Sehingga siswa merasa tidak bosan, menjadikan mereka aktif, lebih terfokus dan antusias dalam memahami materi pembelajaran serta memiliki aktivitas
menyelesaikan masalah yang lebih baik. Siswa dengan gaya belajar somatik terfasilitasi dengan pemberian modalitas berupa aktivitas-aktivitas fisik, seperti
memperagakan suatu proses dengan bantuan alat peraga, melakukan percobaan, dan sebagainya. Siswa dengan gaya belajar auditori terfasilitasi dengan pemberian
modalitas berupa diskusi dalam kerja kelompok. Siswa dengan gaya belajar visual terfasilitasi dengan pemberian modalitas berupa media atau alat peraga
pembelajaran dan siswa dengan gaya belajar intelektual terfasilitasi dengan bahan diskusi ataupun soal-soal latihan. Melalui gaya belajar visual, siswa belajar
mendapatkan informasi sehingga mereka akan terbantu apabila dihadapkan suatu masalah untuk memahami masalah tersebut, dengan gaya belajar auditori siswa
dapat berdiskusi dan mengembangkan suatu rencana pemecahan masalah, sedangkan dengan gaya belajar somatik siswa belajar memahami suatu
keteraturan pola, mendapatkan pengalaman langsung dalam belajar ketika melakukan percobaan, dan gaya belajar intelektual selalu terintegrasi pada ketiga
gaya belajar tersebut. Pengalaman belajar dengan pendekatan SAVI yaitu pengkombinasian dari
gaya belajar somatik, auditori, visual dan intelektual dalam satu peristiwa. Dalam hal ini pemahaman konsep diharapkan akan melekat lebih kuat pada diri siswa
dan kemudian siswa dapat mengintegrasikan pengetahuannya kepada suatu keterampilan baru yaitu kemampuan memecahkan masalah. Jika siswa telah
memiliki kemampuan pemahaman terhadap konsep-konsep matematika yang kuat, maka ia diharapkan akan mampu menggunakannya untuk memecahkan
masalah. Sedangkan
pada proses
pembelajaran kelompok
kontrol yang
menggunakan pendekatan pembelajaran konvensional, siswa cenderung pasif.
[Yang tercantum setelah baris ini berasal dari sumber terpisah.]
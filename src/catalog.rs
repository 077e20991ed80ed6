use async_trait::async_trait;
use reqwest::Client;
use serde::Deserialize;
use std::path::Path;
use url::Url;

use crate::error::{CatalogError, ConfigError};
use crate::event::RequestScope;
use crate::product::{Product, ProductCatalogSnapshot};

/// Source of the user's purchasable products.
#[async_trait]
pub trait ProductCatalog: Send + Sync {
    /// Fetch a fresh snapshot for the user and locale in `scope`.
    async fn fetch_products(
        &self,
        scope: &RequestScope,
    ) -> Result<ProductCatalogSnapshot, CatalogError>;
}

#[derive(Deserialize)]
#[serde(rename_all = "camelCase")]
struct ProductsPage {
    #[serde(default)]
    in_skill_products: Vec<Product>,
    next_token: Option<String>,
    #[serde(default)]
    is_truncated: bool,
}

const PRODUCTS_PATH: &str = "v1/users/~current/skills/~current/inSkillProducts";
const MAX_PAGES: usize = 20;

/// [`ProductCatalog`] backed by the platform's monetization service.
#[derive(Clone)]
pub struct HttpProductCatalog {
    client: Client,
    endpoint: Option<String>,
}

impl HttpProductCatalog {
    /// Use the API endpoint carried by each request envelope.
    pub fn new(client: Client) -> Self {
        Self {
            client,
            endpoint: None,
        }
    }

    /// Always call `endpoint`, ignoring the envelope's endpoint.
    pub fn with_endpoint(client: Client, endpoint: impl Into<String>) -> Self {
        Self {
            client,
            endpoint: Some(endpoint.into()),
        }
    }

    fn products_url(&self, scope: &RequestScope) -> Result<Url, CatalogError> {
        let base = self
            .endpoint
            .as_deref()
            .or(scope.api_endpoint.as_deref())
            .ok_or_else(|| CatalogError::new("no monetization endpoint"))?;
        let base = format!("{}/", base.trim_end_matches('/'));
        Url::parse(&base)
            .and_then(|u| u.join(PRODUCTS_PATH))
            .map_err(|e| CatalogError::new(format!("bad endpoint {base}: {e}")))
    }
}

#[async_trait]
impl ProductCatalog for HttpProductCatalog {
    async fn fetch_products(
        &self,
        scope: &RequestScope,
    ) -> Result<ProductCatalogSnapshot, CatalogError> {
        let url = self.products_url(scope)?;
        let mut products = Vec::new();
        let mut next_token: Option<String> = None;
        for page_no in 1..=MAX_PAGES {
            let mut req = self
                .client
                .get(url.clone())
                .header(reqwest::header::ACCEPT_LANGUAGE, &scope.locale);
            if let Some(token) = &scope.api_access_token {
                req = req.bearer_auth(token);
            }
            if let Some(next) = &next_token {
                req = req.query(&[("nextToken", next)]);
            }
            let resp = req.send().await?;
            let status = resp.status();
            if !status.is_success() {
                tracing::warn!(%status, %url, "monetization service refused product request");
                return Err(CatalogError::new(format!("HTTP {status}")));
            }
            let page: ProductsPage = resp.json().await?;
            products.extend(page.in_skill_products);
            match page.next_token {
                Some(token) if page.is_truncated => {
                    if page_no == MAX_PAGES {
                        tracing::warn!(pages = MAX_PAGES, "product listing still truncated, stopping");
                    }
                    next_token = Some(token);
                }
                _ => break,
            }
        }
        tracing::debug!(count = products.len(), locale = %scope.locale, "fetched product catalog");
        Ok(ProductCatalogSnapshot::new(products))
    }
}

/// Fixed in-memory catalog for local replay and tests.
#[derive(Debug, Clone, Default)]
pub struct StaticProductCatalog {
    snapshot: ProductCatalogSnapshot,
}

impl StaticProductCatalog {
    pub fn new(products: Vec<Product>) -> Self {
        Self {
            snapshot: ProductCatalogSnapshot::new(products),
        }
    }

    /// Load a JSON file shaped like the monetization service's response.
    pub async fn load<P: AsRef<Path>>(path: P) -> Result<Self, ConfigError> {
        let path = path.as_ref();
        let text = tokio::fs::read_to_string(path)
            .await
            .map_err(|source| ConfigError::Io {
                path: path.display().to_string(),
                source,
            })?;
        let page: ProductsPage =
            serde_json::from_str(&text).map_err(|source| ConfigError::CatalogFile {
                path: path.display().to_string(),
                source,
            })?;
        Ok(Self::new(page.in_skill_products))
    }
}

#[async_trait]
impl ProductCatalog for StaticProductCatalog {
    async fn fetch_products(
        &self,
        _scope: &RequestScope,
    ) -> Result<ProductCatalogSnapshot, CatalogError> {
        Ok(self.snapshot.clone())
    }
}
Dalam pembelajaran ini, siswa hanya mendengarkan apa yang disampaikan guru,
melakukan apa yang diperintahkan dan ditugaskan oleh guru tanpa berkomentar apapun, apabila mereka mengalami kesulitan dalam belajar mereka tidak mau
bertanya atau malu bertanya kepada guru. Jika mereka tidak dapat menyelesaikan
soal, maka sebagian besar dari mereka lebih memilih diam dan tidak mengerjakan soal tersebut. Latihan soal yang diberikan pada kelompok ini sama dengan latihan
soal pada kelompok eksperimen. Proses pembelajaran dirasa kurang optimal karena kurang mampu menjangkau kesuluruhan siswa. Kelas sangat didominasi
oleh guru dan siswa yang pintar saja. Berdasarkan pengolahan data hasil penelitian postes, secara umum hasil
akhir siswa pada kelas eksperimen lebih baik dibandingkan dengan kemampuan pemecahan masalah matematik siswa pada kelas kontrol. Hal ini menunjukkan
bahwa pembelajaran matematika dengan pendekatan SAVI telah memberikan pengaruh terhadap kemampuan pemecahan masalah matematis siswa.